Since ICS Calendar is loaded in a shortcode, and shortcodes only run when a page that contains them is requested by a user, all of the ICS Calendar functionality happens in response to that request. This includes retrieving the calendar from the source server, parsing the calendar data, and formatting it for ICS Calendar’s display. This happens quickly, but not instantly, so ICS Calendar creates two caches: first it caches the raw data it receives from the source calendar. Then it also caches the parsed data tailored to that specific view. (If a site has multiple shortcodes that retrieve the same calendar but display it in different ways, the parsed data may be different.)
So, caching is important, but you also don’t want cached calendar data to stick around for too long, since it’s time-sensitive information that can change. So I went with one hour as the default cache duration. You can change this overall setting on the ICS Calendar page in your WordPress admin. You can also set the duration for individual calendar shortcodes using the reload
parameter.
If you are using another caching plugin, you may want to bypass ICS Calendar’s caching altogether. This is done by setting reload="1"
in your shortcode.
What about cron?
The Pro version also has an option to pre-cache the calendars using WP-Cron.
If you’re not familiar with how WP-Cron works, it’s a “pseudo” cron job. The nature of a web application like WordPress is that it only runs when it’s requested, but adding tasks to WP-Cron means they can run on any request to your site, not just a specific page. In other words, using WP-Cron pre-caching lets your site update the cached calendars whenever someone visits any page, not just the page with the calendar.

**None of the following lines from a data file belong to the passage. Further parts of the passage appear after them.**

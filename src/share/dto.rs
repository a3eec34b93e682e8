use serde::{Deserialize, Serialize};
use time::Date;

use crate::goals::repo::Goal;
use crate::nutrition::Nutrients;

#[derive(Debug, Default, Deserialize)]
pub struct CreateShareRequest {
    pub expires_in_days: Option<i64>,
}

/// Read-only view behind a share token: today's intake against the limits,
/// a 7-day calorie trail and the active goals.
#[derive(Debug, Serialize)]
pub struct SharedView {
    pub display_name: String,
    pub date: Date,
    pub totals: Nutrients,
    pub limits: Nutrients,
    pub week: Vec<SharedDay>,
    pub goals: Vec<SharedGoal>,
}

#[derive(Debug, Serialize)]
pub struct SharedDay {
    pub date: Date,
    pub calories: f64,
}

#[derive(Debug, Serialize)]
pub struct SharedGoal {
    pub title: String,
    pub target_type: String,
    pub target_value: f64,
    pub unit: Option<String>,
}

impl From<Goal> for SharedGoal {
    fn from(g: Goal) -> Self {
        Self {
            title: g.title,
            target_type: g.target_type,
            target_value: g.target_value,
            unit: g.unit,
        }
    }
}
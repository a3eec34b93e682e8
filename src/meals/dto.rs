use serde::{Deserialize, Serialize};
use time::{Date, OffsetDateTime};
use uuid::Uuid;

use crate::meals::repo::{MealListRow, MealNutrition};
use crate::nutrition::Nutrients;

#[derive(Debug, Serialize)]
pub struct MealListItem {
    pub id: Uuid,
    pub title: String,
    pub meal_type: String,
    pub consumed_on: Date,
    pub created_at: OffsetDateTime,
    pub calories: Option<f64>,
}

impl From<MealListRow> for MealListItem {
    fn from(r: MealListRow) -> Self {
        Self {
            id: r.id,
            title: r.title,
            meal_type: r.meal_type,
            consumed_on: r.consumed_on,
            created_at: r.created_at,
            calories: r.calories,
        }
    }
}

#[derive(Debug, Serialize)]
pub struct MealDetails {
    pub id: Uuid,
    pub title: String,
    pub notes: Option<String>,
    pub meal_type: String,
    pub consumed_on: Date,
    pub created_at: OffsetDateTime,
    pub has_photo: bool,
    pub nutrition: Option<MealNutrition>,
}

#[derive(Debug, Serialize)]
pub struct CreatedMealResponse {
    pub id: Uuid,
    pub title: String,
    pub meal_type: String,
    pub consumed_on: Date,
    pub created_at: OffsetDateTime,
    pub nutrients: Nutrients,
}

/// Meal entered by hand, without an AI estimate.
#[derive(Debug, Deserialize)]
pub struct ManualMealRequest {
    pub name: String,
    pub meal_type: Option<String>,
    pub notes: Option<String>,
    #[serde(flatten)]
    pub nutrients: Nutrients,
}

#[derive(Debug, Deserialize)]
pub struct Pagination {
    #[serde(default = "default_limit")]
    pub limit: i64,
    #[serde(default)]
    pub offset: i64,
}

fn default_limit() -> i64 {
    20
}

#[cfg(test)]
mod tests {
    use super::*;

    #[test]
    fn manual_meal_request_flattens_nutrients() {
        let req: ManualMealRequest = serde_json::from_str(
            r#"{"name": "Porridge", "meal_type": "breakfast", "calories": 350, "protein_g": 12}"#,
        )
        .unwrap();
        assert_eq!(req.name, "Porridge");
        assert_eq!(req.nutrients.calories, 350.0);
        assert_eq!(req.nutrients.protein_g, 12.0);
        assert_eq!(req.nutrients.fat_g, 0.0);
    }

    #[test]
    fn pagination_defaults() {
        let p: Pagination = serde_json::from_str("{}").unwrap();
        assert_eq!(p.limit, 20);
        assert_eq!(p.offset, 0);
    }
}
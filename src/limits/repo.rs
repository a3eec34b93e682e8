use sqlx::PgPool;
use uuid::Uuid;

use crate::nutrition::Nutrients;

const COLUMNS: &str = "calories, protein_g, carbs_g, fat_g, fiber_g, sugar_g, sodium_mg, \
                       saturated_fat_g, cholesterol_mg, potassium_mg";

/// Read the user's daily limits, seeding the defaults on first access.
pub async fn get_or_create(db: &PgPool, user_id: Uuid) -> anyhow::Result<Nutrients> {
    sqlx::query(
        r#"
        INSERT INTO daily_limits (user_id)
        VALUES ($1)
        ON CONFLICT (user_id) DO NOTHING
        "#,
    )
    .bind(user_id)
    .execute(db)
    .await?;

    let limits = sqlx::query_as::<_, Nutrients>(&format!(
        "SELECT {COLUMNS} FROM daily_limits WHERE user_id = $1"
    ))
    .bind(user_id)
    .fetch_one(db)
    .await?;
    Ok(limits)
}

/// Replace the user's daily limits wholesale.
pub async fn upsert(db: &PgPool, user_id: Uuid, limits: &Nutrients) -> anyhow::Result<Nutrients> {
    let updated = sqlx::query_as::<_, Nutrients>(&format!(
        r#"
        INSERT INTO daily_limits (user_id, {COLUMNS})
        VALUES ($1, $2, $3, $4, $5, $6, $7, $8, $9, $10, $11)
        ON CONFLICT (user_id) DO UPDATE SET
            calories = EXCLUDED.calories,
            protein_g = EXCLUDED.protein_g,
            carbs_g = EXCLUDED.carbs_g,
            fat_g = EXCLUDED.fat_g,
            fiber_g = EXCLUDED.fiber_g,
            sugar_g = EXCLUDED.sugar_g,
            sodium_mg = EXCLUDED.sodium_mg,
            saturated_fat_g = EXCLUDED.saturated_fat_g,
            cholesterol_mg = EXCLUDED.cholesterol_mg,
            potassium_mg = EXCLUDED.potassium_mg
        RETURNING {COLUMNS}
        "#
    ))
    .bind(user_id)
    .bind(limits.calories)
    .bind(limits.protein_g)
    .bind(limits.carbs_g)
    .bind(limits.fat_g)
    .bind(limits.fiber_g)
    .bind(limits.sugar_g)
    .bind(limits.sodium_mg)
    .bind(limits.saturated_fat_g)
    .bind(limits.cholesterol_mg)
    .bind(limits.potassium_mg)
    .fetch_one(db)
    .await?;
    Ok(updated)
}
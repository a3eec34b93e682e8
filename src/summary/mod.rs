pub mod dto;
pub mod handlers;
pub mod repo;
pub mod services;

use crate::state::AppState;
use axum::Router;

pub fn router() -> Router<AppState> {
    Router::new().merge(handlers::routes())
}
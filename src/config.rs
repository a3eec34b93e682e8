use anyhow::Context;
use serde::Deserialize;

#[derive(Debug, Clone, Deserialize)]
pub struct JwtConfig {
    pub secret: String,
    pub issuer: String,
    pub audience: String,
    pub ttl_minutes: i64,
    pub refresh_ttl_minutes: i64,
}

#[derive(Debug, Clone, Deserialize)]
pub struct AiConfig {
    pub api_key: String,
    pub model: String,
    pub timeout_secs: u64,
    pub connect_timeout_secs: u64,
}

#[derive(Debug, Clone, Deserialize)]
pub struct StorageConfig {
    pub endpoint: String,
    pub bucket: String,
    pub access_key: String,
    pub secret_key: String,
    pub region: String,
}

#[derive(Debug, Clone, Deserialize)]
pub struct AppConfig {
    pub database_url: String,
    pub jwt: JwtConfig,
    pub ai: AiConfig,
    pub storage: StorageConfig,
}

impl AppConfig {
    /// Load configuration from the environment. Missing required variables
    /// (database, JWT secret, AI credential, storage keys) are fatal at startup.
    pub fn from_env() -> anyhow::Result<Self> {
        let database_url = std::env::var("DATABASE_URL").context("DATABASE_URL must be set")?;
        let jwt = JwtConfig {
            secret: std::env::var("JWT_SECRET").context("JWT_SECRET must be set")?,
            issuer: std::env::var("JWT_ISSUER").unwrap_or_else(|_| "nutritrack".into()),
            audience: std::env::var("JWT_AUDIENCE").unwrap_or_else(|_| "nutritrack-users".into()),
            ttl_minutes: std::env::var("JWT_TTL_MINUTES")
                .ok()
                .and_then(|v| v.parse::<i64>().ok())
                .unwrap_or(60),
            refresh_ttl_minutes: std::env::var("JWT_REFRESH_TTL_MINUTES")
                .ok()
                .and_then(|v| v.parse::<i64>().ok())
                .unwrap_or(60 * 24 * 14),
        };
        let ai = AiConfig {
            api_key: std::env::var("ANTHROPIC_API_KEY")
                .context("ANTHROPIC_API_KEY must be set")?,
            model: std::env::var("ANTHROPIC_MODEL")
                .unwrap_or_else(|_| "claude-sonnet-4-5".into()),
            timeout_secs: std::env::var("AI_TIMEOUT_SECS")
                .ok()
                .and_then(|v| v.parse::<u64>().ok())
                .unwrap_or(30),
            connect_timeout_secs: std::env::var("AI_CONNECT_TIMEOUT_SECS")
                .ok()
                .and_then(|v| v.parse::<u64>().ok())
                .unwrap_or(10),
        };
        let storage = StorageConfig {
            endpoint: std::env::var("S3_ENDPOINT").context("S3_ENDPOINT must be set")?,
            bucket: std::env::var("S3_BUCKET").unwrap_or_else(|_| "nutritrack-photos".into()),
            access_key: std::env::var("S3_ACCESS_KEY").context("S3_ACCESS_KEY must be set")?,
            secret_key: std::env::var("S3_SECRET_KEY").context("S3_SECRET_KEY must be set")?,
            region: std::env::var("S3_REGION").unwrap_or_else(|_| "us-east-1".into()),
        };
        Ok(Self {
            database_url,
            jwt,
            ai,
            storage,
        })
    }
}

WordPress has hourly, daily and weekly cron queues, and it fires off WP-Cron when it’s shutting down after completing a request, if the allotted amount of time has passed since it last ran. (ICS Calendar Pro uses the hourly queue.) But if your site doesn’t get regular traffic, some jobs can end up “overdue”. For example: if your site only gets a hit once every three hours, an hourly cron job is going to be as much as three hours overdue.
So, if I use WP-Cron, will ICS Calendar Pro only load the calendar at most once per hour? No. The pre-caching is just an extra means of updating your calendar cache if your actual calendar page doesn’t get a lot of traffic. ICS Calendar’s code always fires off when the page containing the shortcode is loaded… pre-caching can just make the difference between always having to retrieve the calendar from the source server vs. already having it cached.
OK, so if WP-Cron isn’t real, what about a real cron job?
If you have direct server access you can set up a “real” cron job to replace WP-Cron. Some tools like cPanel also let you create cron jobs using their web-based interface.
A typical way to do this, assuming that your site has a lot of important WP-Cron tasks going on, is to disable WP-Cron’s firing on the WordPress shutdown
action, and run it as a real, OS-level cron job instead. There are several tutorials online that describe how to do this. (Note that since ICS Calendar Pro’s pre-cache option is the only way either ICS Calendar or ICS Calendar Pro uses WP-Cron, this will only affect Pro users who are taking advantage of the pre-cache feature.)
If you’re just after a way to make sure your calendar data gets pre-cached outside of WP-Cron, and you’re not necessarily interested in moving all WP-Cron tasks to a dedicated OS cron job, you can create a cron job that uses the wget
command to load the page your calendar is on, which would look something like this in your /etc/crontab
file:
*/10 * * * * root wget https://example.com/calendar > /dev/null 2>&1
The above cron command is configured to run every 10 minutes, to execute as the root user*, and to retrieve the URL https://example.com/calendar
with all output being silenced.
Using the wget
method in a “real” cron job works with either ICS Calendar (free version) or ICS Calendar Pro.
I hope this overview provides some helpful tips for how you can best optimize your caching and cron usage to get optimal performance while keeping your calendars up-to-date.
—Scott
* This cron job doesn’t really have to run as root; follow your own best practices.